Malaysian plane went down and just happened to have 100 of the world's top AIDS researchers on board

The Malaysian passenger plane that was shot down over Ukraine on Thursday was carrying more than 100 public health experts on their way to a prominent international meeting on AIDS, according to several news reports. Their deaths have prompted an outpouring of grief from the scientific community.
Those passengers were on their way to the 20th International AIDS Conference, which begins on Sunday in Melbourne, Australia. The group hosting the event expressed its “sincere sadness” at receiving the news in a statement released on the afternoon of Malaysia Airlines MH17′s fatal crash.
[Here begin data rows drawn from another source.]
impl Session {
    /// Install the bridge into a page.
    ///
    /// Resolves the host surfaces once, registers the media elements already
    /// present, starts observing the document and subscribes to the host
    /// events. A missing host surface only degrades the session.
    pub fn install(mut document: Document, globals: &HostGlobals, config: BridgeConfig) -> BridgeResult<Self> {
        let capabilities = HostCapabilities::resolve(globals);
        let notifier = Arc::new(HostNotifier::new(&capabilities, &config.playing_command));

        let bridge = PlaybackBridge::new(&config, notifier.clone())?;
        let mut tracker = ElementTracker::new(notifier);

        // Mutations from building the page are covered by the initial scan.
        document.take_mutation_records();
        tracker.initialize(&mut document);

        let mut observer = MutationObserver::new();
        observer
            .observe(document.root(), MutationObserverInit::new().child_list().subtree())
            .map_err(|e| BridgeError::internal(e.to_string()))?;

        let queue = TaskQueue::new();
        let context = PageContext {
            document,
            observer,
            tracker,
            bridge,
            sender: queue.sender(),
        };

        let session = Self {
            context,
            queue,
            capabilities,
            config,
        };
        session.subscribe();

        info!(
            media = session.context.tracker.registered_count(),
            events = ?session.capabilities.event_namespace(),
            invoke = ?session.capabilities.invoke_namespace(),
            "thumbar bridge installed"
        );
        Ok(session)
    }

    fn subscribe(&self) {
        let Some(events) = self.capabilities.event() else {
            return;
        };

        let mut subscriptions: Vec<(&str, HostEventHandler)> = Vec::new();

        let sender = self.queue.sender();
        let on_toggle: HostEventHandler = Arc::new(move || {
            sender.post("toggle", |ctx: &mut PageContext| {
                ctx.handle_toggle_request();
            });
        });
        subscriptions.push((self.config.toggle_event.as_str(), on_toggle));

        if self.config.enable_transport_events {
            for (event, action) in [
                (self.config.previous_event.as_str(), TransportAction::Previous),
                (self.config.next_event.as_str(), TransportAction::Next),
            ] {
                let sender = self.queue.sender();
                let on_press: HostEventHandler = Arc::new(move || {
                    sender.post(action.as_str(), move |ctx: &mut PageContext| {
                        ctx.handle_transport(action);
                    });
                });
                subscriptions.push((event, on_press));
            }
        }

        for (event, handler) in subscriptions {
            if let Err(err) = events.listen(event, handler) {
                warn!(event, error = %err, "host event subscription failed");
            }
        }
    }

    /// Run every task that is due now.
    pub fn run_until_idle(&mut self) -> usize {
        self.queue.run_until_idle(&mut self.context)
    }

    /// Move virtual time forward, running timers as they come due.
    pub fn advance(&mut self, ms: u64) -> usize {
        self.queue.advance(&mut self.context, ms)
    }

    /// Mutate the document as page script would; observers see the changes
    /// right after.
    pub fn with_document<R>(&mut self, f: impl FnOnce(&mut Document) -> R) -> R {
        let result = f(&mut self.context.document);
        self.context.perform_microtask_checkpoint();
        result
    }

    pub fn document(&self) -> &Document {
        &self.context.document
    }

    pub fn tracker(&self) -> &ElementTracker {
        &self.context.tracker
    }

    pub fn context(&self) -> &PageContext {
        &self.context
    }

    pub fn capabilities(&self) -> &HostCapabilities {
        &self.capabilities
    }

    pub fn config(&self) -> &BridgeConfig {
        &self.config
    }

    pub fn notifier(&self) -> &Arc<HostNotifier> {
        self.context.bridge.notifier()
    }

    /// Current virtual time.
    pub fn now_ms(&self) -> u64 {
        self.queue.now_ms()
    }

    /// Queued tasks, due or not.
    pub fn pending_tasks(&self) -> usize {
        self.queue.pending()
    }

    pub fn next_due_ms(&self) -> Option<u64> {
        self.queue.next_due_ms()
    }
}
According to the Associated Press, the exact number of individuals who were killed on their way to the conference is unconfirmed. However, Australian officials have noted that “there is no doubt it’s a substantial number” that includes “medical scientists, doctors, people who’ve been to the forefront of dealing with AIDS across the world.”
“The cure for AIDS may have been on that plane, we just don’t know,” Trevor Stratton, an HIV/AIDS consultant who in Sydney for a pre-conference event, told the Australian Broadcasting Corporation.
The plane’s passengers included Joep Lange, the former president of the International AIDS Society and a tireless advocate for expanding access to affordable HIV treatment in impoverished countries.